Using the entries that follow, write out the line containing "be typed interactively.", the line containing "Push address of", and every line between them, exactly and nothing else.

(Records drawn from a dataset)
● ● ● ●
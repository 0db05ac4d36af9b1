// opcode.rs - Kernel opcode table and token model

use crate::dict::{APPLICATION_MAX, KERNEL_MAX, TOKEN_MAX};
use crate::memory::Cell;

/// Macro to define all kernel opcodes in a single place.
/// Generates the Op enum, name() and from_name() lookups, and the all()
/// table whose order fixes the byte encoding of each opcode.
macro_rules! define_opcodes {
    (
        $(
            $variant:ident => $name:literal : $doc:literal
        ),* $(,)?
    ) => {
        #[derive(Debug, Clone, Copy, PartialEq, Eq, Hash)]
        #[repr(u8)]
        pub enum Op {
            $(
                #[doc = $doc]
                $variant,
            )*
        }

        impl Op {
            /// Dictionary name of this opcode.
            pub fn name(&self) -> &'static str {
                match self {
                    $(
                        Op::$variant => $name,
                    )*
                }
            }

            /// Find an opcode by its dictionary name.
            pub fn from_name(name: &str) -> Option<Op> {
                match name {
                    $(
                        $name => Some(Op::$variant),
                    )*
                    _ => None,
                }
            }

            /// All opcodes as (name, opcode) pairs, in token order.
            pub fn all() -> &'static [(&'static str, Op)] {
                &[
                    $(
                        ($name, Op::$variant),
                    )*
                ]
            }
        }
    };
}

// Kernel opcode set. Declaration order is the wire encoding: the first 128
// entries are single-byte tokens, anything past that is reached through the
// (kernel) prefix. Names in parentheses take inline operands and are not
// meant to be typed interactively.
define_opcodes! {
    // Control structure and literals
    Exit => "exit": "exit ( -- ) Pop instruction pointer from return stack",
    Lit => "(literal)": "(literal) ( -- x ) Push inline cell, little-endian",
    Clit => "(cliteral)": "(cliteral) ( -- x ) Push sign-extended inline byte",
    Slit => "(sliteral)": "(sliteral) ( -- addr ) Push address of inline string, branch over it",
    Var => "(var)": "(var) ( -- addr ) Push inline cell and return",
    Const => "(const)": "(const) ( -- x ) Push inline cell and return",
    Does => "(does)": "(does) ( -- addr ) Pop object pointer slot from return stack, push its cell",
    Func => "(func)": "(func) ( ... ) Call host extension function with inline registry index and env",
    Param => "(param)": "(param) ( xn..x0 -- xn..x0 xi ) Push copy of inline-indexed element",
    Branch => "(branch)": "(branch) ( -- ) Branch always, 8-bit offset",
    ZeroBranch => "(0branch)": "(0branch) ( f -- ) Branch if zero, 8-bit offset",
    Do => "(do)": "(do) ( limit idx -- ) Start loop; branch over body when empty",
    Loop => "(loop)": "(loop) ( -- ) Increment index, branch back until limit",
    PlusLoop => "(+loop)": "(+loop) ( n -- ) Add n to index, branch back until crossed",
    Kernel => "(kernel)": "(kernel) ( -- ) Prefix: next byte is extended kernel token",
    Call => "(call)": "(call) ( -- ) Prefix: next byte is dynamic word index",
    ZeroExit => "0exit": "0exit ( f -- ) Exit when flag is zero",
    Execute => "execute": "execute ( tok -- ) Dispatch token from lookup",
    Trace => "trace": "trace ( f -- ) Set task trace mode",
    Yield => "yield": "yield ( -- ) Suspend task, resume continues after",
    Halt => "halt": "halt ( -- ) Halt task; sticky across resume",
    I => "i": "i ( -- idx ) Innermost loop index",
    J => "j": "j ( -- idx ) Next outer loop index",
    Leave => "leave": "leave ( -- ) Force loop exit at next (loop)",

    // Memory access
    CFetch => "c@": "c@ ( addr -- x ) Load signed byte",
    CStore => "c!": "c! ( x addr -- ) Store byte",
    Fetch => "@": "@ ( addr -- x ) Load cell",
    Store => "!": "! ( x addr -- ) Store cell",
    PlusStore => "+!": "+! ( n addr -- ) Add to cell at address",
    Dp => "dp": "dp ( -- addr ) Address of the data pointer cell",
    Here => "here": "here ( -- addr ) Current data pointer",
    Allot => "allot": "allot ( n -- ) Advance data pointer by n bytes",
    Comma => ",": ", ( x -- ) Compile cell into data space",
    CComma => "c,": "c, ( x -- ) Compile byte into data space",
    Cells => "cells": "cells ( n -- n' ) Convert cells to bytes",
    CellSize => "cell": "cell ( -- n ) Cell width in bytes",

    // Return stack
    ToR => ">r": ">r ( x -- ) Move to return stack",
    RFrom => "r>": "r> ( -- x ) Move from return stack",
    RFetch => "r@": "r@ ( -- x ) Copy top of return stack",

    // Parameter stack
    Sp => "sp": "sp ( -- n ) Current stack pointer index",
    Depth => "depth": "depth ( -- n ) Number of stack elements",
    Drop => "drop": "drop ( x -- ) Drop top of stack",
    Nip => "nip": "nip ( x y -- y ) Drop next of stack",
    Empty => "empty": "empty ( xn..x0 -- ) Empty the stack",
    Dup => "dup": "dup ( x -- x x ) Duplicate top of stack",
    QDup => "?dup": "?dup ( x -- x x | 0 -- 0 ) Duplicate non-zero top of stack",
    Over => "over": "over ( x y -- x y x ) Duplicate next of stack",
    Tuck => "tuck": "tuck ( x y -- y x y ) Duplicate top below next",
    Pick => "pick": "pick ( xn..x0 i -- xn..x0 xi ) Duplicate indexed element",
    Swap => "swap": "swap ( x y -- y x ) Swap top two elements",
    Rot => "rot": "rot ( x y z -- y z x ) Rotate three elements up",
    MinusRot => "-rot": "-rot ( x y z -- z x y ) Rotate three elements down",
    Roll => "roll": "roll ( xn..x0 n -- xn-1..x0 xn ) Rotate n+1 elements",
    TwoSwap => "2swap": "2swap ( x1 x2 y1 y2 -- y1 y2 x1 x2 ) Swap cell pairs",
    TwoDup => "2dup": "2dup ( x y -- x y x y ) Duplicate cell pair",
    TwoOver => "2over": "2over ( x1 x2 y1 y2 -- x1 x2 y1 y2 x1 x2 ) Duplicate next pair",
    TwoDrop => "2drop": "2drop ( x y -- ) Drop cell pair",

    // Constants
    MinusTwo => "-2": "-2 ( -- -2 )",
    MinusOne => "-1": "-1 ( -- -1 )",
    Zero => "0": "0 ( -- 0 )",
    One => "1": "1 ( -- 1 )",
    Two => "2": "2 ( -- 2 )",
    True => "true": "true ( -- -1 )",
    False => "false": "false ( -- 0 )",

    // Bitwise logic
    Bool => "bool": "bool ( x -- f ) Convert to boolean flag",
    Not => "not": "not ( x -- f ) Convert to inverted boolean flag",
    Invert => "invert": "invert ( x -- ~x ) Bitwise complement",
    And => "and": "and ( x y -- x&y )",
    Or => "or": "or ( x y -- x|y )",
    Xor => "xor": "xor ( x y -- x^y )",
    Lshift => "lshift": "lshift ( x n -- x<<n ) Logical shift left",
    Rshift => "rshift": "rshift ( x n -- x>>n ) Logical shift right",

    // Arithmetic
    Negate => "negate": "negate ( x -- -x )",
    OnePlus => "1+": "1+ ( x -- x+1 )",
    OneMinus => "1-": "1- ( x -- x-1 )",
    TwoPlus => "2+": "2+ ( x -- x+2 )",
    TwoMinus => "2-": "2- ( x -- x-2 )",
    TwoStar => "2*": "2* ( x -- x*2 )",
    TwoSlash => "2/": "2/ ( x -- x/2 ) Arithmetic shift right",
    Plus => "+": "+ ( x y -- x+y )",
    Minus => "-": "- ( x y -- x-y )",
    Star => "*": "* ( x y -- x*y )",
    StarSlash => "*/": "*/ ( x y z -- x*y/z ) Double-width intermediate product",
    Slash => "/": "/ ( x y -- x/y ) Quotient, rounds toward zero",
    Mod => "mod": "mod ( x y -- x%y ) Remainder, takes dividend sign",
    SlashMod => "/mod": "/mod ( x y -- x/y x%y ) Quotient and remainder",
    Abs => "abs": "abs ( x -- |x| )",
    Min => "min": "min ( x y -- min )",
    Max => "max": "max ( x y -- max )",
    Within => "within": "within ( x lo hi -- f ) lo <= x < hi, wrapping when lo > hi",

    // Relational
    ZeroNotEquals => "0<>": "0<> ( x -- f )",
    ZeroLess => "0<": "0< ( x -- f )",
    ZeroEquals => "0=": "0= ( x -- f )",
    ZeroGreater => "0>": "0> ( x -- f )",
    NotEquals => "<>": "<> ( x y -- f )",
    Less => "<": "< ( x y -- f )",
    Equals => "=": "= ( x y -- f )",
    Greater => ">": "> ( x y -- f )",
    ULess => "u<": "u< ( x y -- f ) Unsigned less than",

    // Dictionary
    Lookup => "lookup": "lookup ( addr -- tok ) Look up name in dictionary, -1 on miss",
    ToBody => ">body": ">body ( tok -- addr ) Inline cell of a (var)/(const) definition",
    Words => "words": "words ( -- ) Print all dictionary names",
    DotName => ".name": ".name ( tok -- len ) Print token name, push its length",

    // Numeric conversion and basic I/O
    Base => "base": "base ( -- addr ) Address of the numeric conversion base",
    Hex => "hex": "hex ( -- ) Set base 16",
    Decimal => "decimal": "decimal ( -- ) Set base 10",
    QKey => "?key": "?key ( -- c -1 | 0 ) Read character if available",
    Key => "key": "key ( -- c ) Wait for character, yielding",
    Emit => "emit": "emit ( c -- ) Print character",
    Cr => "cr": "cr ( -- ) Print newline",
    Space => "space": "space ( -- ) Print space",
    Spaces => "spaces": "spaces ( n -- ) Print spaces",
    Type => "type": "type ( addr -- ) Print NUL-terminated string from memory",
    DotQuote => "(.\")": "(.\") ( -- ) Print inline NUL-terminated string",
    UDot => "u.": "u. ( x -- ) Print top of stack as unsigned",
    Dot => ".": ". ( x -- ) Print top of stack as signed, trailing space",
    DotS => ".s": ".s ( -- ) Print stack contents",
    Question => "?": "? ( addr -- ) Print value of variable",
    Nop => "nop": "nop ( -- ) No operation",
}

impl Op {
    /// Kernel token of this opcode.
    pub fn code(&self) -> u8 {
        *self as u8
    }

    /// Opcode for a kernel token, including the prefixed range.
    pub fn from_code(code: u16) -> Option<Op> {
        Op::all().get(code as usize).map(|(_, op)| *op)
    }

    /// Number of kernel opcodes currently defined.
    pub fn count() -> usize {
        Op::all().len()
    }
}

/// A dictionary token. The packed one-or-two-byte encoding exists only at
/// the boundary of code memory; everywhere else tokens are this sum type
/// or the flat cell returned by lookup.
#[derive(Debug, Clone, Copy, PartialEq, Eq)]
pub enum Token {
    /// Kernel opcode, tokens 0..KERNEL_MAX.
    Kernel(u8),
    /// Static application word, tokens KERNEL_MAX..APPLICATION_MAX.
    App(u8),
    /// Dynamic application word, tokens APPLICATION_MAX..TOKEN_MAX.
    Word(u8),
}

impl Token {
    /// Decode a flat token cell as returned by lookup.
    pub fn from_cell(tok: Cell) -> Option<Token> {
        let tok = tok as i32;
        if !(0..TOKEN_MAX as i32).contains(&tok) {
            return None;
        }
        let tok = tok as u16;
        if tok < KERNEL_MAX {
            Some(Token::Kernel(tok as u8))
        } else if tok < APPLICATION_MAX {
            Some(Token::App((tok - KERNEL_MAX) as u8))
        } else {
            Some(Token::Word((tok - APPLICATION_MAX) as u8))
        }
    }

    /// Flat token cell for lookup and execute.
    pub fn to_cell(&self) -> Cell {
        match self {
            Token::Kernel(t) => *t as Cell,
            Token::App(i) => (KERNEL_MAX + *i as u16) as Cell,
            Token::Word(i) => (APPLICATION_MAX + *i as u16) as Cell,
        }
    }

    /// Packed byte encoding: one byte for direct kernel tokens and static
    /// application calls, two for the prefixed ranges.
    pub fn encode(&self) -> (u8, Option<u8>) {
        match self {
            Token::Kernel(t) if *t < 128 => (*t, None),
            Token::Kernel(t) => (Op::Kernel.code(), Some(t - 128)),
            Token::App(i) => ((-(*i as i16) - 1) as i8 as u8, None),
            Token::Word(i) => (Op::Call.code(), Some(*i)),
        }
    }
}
● ● ● ●
Output for this task
// meant to be typed interactively.
define_opcodes! {
    // Control structure and literals
    Exit => "exit": "exit ( -- ) Pop instruction pointer from return stack",
    Lit => "(literal)": "(literal) ( -- x ) Push inline cell, little-endian",
    Clit => "(cliteral)": "(cliteral) ( -- x ) Push sign-extended inline byte",
    Slit => "(sliteral)": "(sliteral) ( -- addr ) Push address of inline string, branch over it",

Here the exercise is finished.